### Brief
Beneath this instruction is a listing; print exactly the lines in it starting at the line that contains "(owning faculty only)" and going through the line that contains "per-entity class listing".

* * *

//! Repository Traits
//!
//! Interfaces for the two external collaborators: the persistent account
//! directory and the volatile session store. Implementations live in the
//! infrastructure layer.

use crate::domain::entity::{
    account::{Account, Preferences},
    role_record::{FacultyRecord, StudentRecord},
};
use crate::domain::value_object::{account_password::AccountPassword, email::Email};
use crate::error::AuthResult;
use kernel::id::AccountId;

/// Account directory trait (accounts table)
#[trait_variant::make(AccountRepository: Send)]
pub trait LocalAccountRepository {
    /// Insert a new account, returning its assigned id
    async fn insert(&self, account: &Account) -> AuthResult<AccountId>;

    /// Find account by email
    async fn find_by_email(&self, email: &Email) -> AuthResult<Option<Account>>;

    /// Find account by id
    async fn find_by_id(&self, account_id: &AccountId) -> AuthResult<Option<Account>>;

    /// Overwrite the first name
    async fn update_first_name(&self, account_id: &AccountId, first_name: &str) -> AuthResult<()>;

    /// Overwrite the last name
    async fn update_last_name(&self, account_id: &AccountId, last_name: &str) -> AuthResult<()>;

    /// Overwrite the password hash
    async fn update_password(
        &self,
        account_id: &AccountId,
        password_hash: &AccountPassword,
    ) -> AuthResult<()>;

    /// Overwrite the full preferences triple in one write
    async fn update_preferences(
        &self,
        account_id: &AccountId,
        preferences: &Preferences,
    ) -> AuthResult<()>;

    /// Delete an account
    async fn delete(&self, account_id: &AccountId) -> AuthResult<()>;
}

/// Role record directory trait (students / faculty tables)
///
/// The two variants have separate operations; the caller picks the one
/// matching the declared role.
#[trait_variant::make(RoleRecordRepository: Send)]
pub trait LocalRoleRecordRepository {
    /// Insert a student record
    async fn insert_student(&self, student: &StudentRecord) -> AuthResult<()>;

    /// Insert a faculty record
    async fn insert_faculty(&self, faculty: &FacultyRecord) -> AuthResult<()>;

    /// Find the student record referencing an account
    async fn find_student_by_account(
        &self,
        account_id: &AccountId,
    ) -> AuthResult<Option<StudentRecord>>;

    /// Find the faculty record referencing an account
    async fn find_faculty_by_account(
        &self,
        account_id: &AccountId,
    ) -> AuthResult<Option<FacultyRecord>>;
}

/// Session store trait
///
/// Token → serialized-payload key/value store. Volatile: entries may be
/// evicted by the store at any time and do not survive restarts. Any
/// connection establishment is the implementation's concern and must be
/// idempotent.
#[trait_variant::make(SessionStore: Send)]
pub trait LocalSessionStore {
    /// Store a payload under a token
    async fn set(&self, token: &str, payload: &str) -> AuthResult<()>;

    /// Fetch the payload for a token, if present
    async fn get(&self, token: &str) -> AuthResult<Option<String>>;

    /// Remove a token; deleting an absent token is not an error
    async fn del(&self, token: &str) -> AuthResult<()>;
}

* * *

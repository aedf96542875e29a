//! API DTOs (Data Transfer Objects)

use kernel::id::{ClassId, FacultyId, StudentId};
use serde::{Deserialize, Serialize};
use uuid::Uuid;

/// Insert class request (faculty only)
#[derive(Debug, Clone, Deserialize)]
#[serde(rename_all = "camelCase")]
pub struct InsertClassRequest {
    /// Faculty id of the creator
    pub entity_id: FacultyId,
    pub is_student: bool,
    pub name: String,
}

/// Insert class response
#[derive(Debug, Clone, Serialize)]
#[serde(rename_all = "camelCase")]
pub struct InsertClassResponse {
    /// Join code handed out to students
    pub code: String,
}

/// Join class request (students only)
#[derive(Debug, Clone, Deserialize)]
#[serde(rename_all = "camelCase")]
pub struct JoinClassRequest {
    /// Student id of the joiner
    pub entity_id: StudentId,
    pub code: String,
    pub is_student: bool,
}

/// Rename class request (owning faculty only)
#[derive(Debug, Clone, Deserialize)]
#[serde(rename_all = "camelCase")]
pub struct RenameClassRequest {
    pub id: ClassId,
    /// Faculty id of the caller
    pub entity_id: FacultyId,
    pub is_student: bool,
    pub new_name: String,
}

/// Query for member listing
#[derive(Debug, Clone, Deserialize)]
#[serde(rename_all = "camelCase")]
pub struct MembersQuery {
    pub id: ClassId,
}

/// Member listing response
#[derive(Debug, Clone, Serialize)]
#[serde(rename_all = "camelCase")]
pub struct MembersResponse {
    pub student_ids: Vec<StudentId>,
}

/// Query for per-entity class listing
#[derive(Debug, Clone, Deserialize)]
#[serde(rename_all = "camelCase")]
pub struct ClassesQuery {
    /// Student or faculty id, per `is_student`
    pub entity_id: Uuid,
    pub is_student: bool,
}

* * *

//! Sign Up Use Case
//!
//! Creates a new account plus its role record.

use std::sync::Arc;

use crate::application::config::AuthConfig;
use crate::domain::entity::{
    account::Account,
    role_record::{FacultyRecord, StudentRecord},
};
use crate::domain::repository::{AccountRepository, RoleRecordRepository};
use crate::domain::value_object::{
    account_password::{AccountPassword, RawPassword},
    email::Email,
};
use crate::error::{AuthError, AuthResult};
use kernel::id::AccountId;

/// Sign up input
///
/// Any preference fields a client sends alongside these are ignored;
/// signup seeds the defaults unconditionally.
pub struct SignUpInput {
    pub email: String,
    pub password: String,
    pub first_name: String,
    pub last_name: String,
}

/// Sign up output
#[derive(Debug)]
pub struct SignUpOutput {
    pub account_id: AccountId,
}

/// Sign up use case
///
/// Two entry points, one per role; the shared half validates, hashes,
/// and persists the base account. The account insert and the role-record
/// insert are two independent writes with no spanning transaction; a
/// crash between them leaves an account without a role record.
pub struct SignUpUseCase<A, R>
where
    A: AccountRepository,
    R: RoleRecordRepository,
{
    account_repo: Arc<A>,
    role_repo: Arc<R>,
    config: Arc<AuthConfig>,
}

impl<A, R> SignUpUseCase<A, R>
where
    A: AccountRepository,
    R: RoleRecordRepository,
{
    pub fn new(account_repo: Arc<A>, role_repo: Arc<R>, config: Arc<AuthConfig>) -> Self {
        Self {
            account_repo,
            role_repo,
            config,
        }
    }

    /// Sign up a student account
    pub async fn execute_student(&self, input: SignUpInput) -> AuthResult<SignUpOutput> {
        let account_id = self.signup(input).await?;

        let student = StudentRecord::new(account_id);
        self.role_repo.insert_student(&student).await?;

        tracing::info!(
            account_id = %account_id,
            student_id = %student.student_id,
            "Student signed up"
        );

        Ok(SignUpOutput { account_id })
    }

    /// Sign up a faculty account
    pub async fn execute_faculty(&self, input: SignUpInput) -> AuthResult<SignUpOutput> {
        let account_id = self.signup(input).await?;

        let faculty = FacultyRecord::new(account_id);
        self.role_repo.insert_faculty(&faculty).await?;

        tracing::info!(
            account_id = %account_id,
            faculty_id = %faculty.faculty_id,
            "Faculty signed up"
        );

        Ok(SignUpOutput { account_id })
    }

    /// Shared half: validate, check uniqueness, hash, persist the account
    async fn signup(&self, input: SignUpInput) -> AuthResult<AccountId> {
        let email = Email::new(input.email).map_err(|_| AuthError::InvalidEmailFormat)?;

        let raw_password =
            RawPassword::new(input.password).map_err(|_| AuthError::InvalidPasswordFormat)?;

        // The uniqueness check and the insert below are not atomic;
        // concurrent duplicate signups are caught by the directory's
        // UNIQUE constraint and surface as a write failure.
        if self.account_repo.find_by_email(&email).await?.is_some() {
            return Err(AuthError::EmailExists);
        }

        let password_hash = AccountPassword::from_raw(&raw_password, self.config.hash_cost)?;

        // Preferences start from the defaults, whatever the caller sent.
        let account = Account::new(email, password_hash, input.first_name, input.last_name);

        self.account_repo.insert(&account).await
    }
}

* * *

### Answer space
/// Rename class request (owning faculty only)
#[derive(Debug, Clone, Deserialize)]
#[serde(rename_all = "camelCase")]
pub struct RenameClassRequest {
    pub id: ClassId,
    /// Faculty id of the caller
    pub entity_id: FacultyId,
    pub is_student: bool,
    pub new_name: String,
}

/// Query for member listing
#[derive(Debug, Clone, Deserialize)]
#[serde(rename_all = "camelCase")]
pub struct MembersQuery {
    pub id: ClassId,
}

/// Member listing response
#[derive(Debug, Clone, Serialize)]
#[serde(rename_all = "camelCase")]
pub struct MembersResponse {
    pub student_ids: Vec<StudentId>,
}

/// Query for per-entity class listing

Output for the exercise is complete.